The Long and (Sometimes) Hilarious History of ‘Fat Finger’ Trades
Talk about a nosedive. Cebu Air shares fall 38% to 58 pesos, its largest drop on record. Analysts say it was likely a “fat finger” error during the last few minutes of trading. $CEB pic.twitter.com/py5zePua8H
— Claire Jiao (@ClaireJiao) July 9, 2019
This is not the first time a broker’s blunder ignited a dramatic stock market swing.
One of the largest fat-fingers in history occurred in 2014 when Japan’s stock market was unexpectedly flooded with $711 billion in orders for blue-chip companies like Toyota and Honda. Luckily, the trades were canceled prior to execution.
And don’t forget infamous trader Stephen Perkins, who got drunk and then executed $520 million worth of trades, single-handedly moving the global price of oil to an eight-month high.
Talk about a Fat finger trade. Someone at #Samsung pressed the wrong button and sent 2.8 BILLION shares (worth $100 billion) to its workers. Guess what happened. Some of those workers quickly sold off those shares ?
— Aaron Heslehurst (@bbcaaron) May 28, 2018
More recently, in October 2018, a fat-finger trade resulted in over 2.8 billion shares of South Korean industrial giant Samsung being sent to its workers.
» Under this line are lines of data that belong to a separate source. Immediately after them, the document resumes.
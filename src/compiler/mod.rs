//! The graph-to-model compiler.
//!
//! [`compile`] is the single entry point: it walks the visual graph in
//! phases (instantiate nodes, resolve connections, synthesize summations,
//! finalize) and either returns the printed model document or the issue
//! list explaining why there is none. Each call builds its own [`Compiler`]
//! context; nothing is shared between runs.

mod connect;
mod finalize;
mod instantiate;
mod modules;
mod params;
mod summation;
mod units;

use indexmap::IndexMap;

use crate::error::{Issue, IssueCategory};
use crate::graph::Graph;
use crate::model::{Component, Importer, Interface, Model, VariableRef};
use crate::store::ProjectStore;

use connect::SumRegistry;
use modules::ModuleCache;
use units::UnitsResolver;

/// Media type of a compiled model document.
pub const MODEL_CONTENT_TYPE: &str = "application/x.vnd.phlynx.model+xml";

/// Holder component for shared (project-wide) parameter values.
pub const GLOBAL_PARAMETERS: &str = "parameters_global";

/// Holder component for instance-local parameter values.
pub const MODEL_PARAMETERS: &str = "parameters";

/// Hub component receiving all synthesized summations.
pub const SUMMATION_COMPONENT: &str = "generated_summations";

/// Component carrying the shared time variable; serialized first.
pub const ENVIRONMENT_COMPONENT: &str = "environment";

/// Outcome of a compile run.
#[derive(Debug, Clone)]
pub struct CompileOutput {
    /// The printed model document, present only on success.
    pub document: Option<String>,
    /// Media type of `document`.
    pub content_type: &'static str,
    /// Warnings (always) and, on failure, the error findings.
    pub issues: Vec<Issue>,
    /// Category of the failure, absent on success.
    pub category: Option<IssueCategory>,
}

impl CompileOutput {
    /// Whether the run produced a document.
    pub fn succeeded(&self) -> bool {
        self.document.is_some()
    }
}

/// Compile a graph against a project store into a model document.
pub fn compile(graph: &Graph, store: &ProjectStore) -> CompileOutput {
    let mut compiler = Compiler::new(graph, store);
    let result = compiler.run();
    let mut issues = std::mem::take(&mut compiler.warnings);
    match result {
        Ok(document) => {
            log::info!(
                "compiled {} node(s) and {} edge(s) into model '{}'",
                graph.nodes.len(),
                graph.edges.len(),
                compiler.model.name()
            );
            CompileOutput {
                document: Some(document),
                content_type: MODEL_CONTENT_TYPE,
                issues,
                category: None,
            }
        }
        Err(err) => {
            log::error!("compile failed: {err}");
            let category = err.category();
            issues.extend(err.into_issues());
            CompileOutput {
                document: None,
                content_type: MODEL_CONTENT_TYPE,
                issues,
                category: Some(category),
            }
        }
    }
}

/// Per-run compile context.
struct Compiler<'a> {
    graph: &'a Graph,
    store: &'a ProjectStore,
    model: Model,
    importer: Importer,
    modules: ModuleCache,
    units: UnitsResolver,
    /// Node id to instance component name.
    instances: IndexMap<String, String>,
    sums: SumRegistry,
    warnings: Vec<Issue>,
}

impl<'a> Compiler<'a> {
    fn new(graph: &'a Graph, store: &'a ProjectStore) -> Self {
        let version = env!("CARGO_PKG_VERSION").replace('.', "_");
        let mut model = Model::new(format!("PhlynxGenerated_v{version}"));
        // parameter holders exist up front; finalization prunes unused ones
        model.add_component(Component::new(GLOBAL_PARAMETERS));
        model.add_component(Component::new(MODEL_PARAMETERS));
        Self {
            graph,
            store,
            model,
            importer: Importer::new(),
            modules: ModuleCache::new(),
            units: UnitsResolver::new(),
            instances: IndexMap::new(),
            sums: SumRegistry::new(),
            warnings: Vec::new(),
        }
    }

    fn run(&mut self) -> crate::error::Result<String> {
        self.instantiate_nodes()?;
        self.resolve_connections()?;
        self.synthesize_summations()?;
        self.finalize()
    }
}

/// Declare two variables equivalent, promoting both endpoints to public.
/// Repeated declarations of the same pair collapse to one.
pub(crate) fn link(model: &mut Model, a: VariableRef, b: VariableRef) {
    make_public(model, &a);
    make_public(model, &b);
    if !model.equivalences().iter().any(|eq| eq.connects(&a, &b)) {
        model.add_equivalence(a, b);
    }
}

fn make_public(model: &mut Model, at: &VariableRef) {
    if let Some(variable) = model
        .component_mut(&at.component)
        .and_then(|c| c.variable_mut(&at.variable))
    {
        variable.interface = Interface::Public;
    }
}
The shares were then worth over $100 billion, and some staff reportedly sold off those shares immediately, trousering a very healthy sum in the process.
One month later, CCN reported that Storebrand, a leading Norwegian financial services group worth more than $3 billion, shed 14 percent of its share value in a single morning trading session after falling victim to a fat-finger.
On some very rare occasions, a fat-finger error can favor the trader, which is what happened when rookie French trader Harouna Traoré mistakenly racked up a 1 million euro loss and kept trading because he did not know he was trading live. After realizing that the trades were real, he figured he had nothing to lose, so he pushed on and kept trading, eventually turning his losses into a profit position of 10 million euros ($11.6 million).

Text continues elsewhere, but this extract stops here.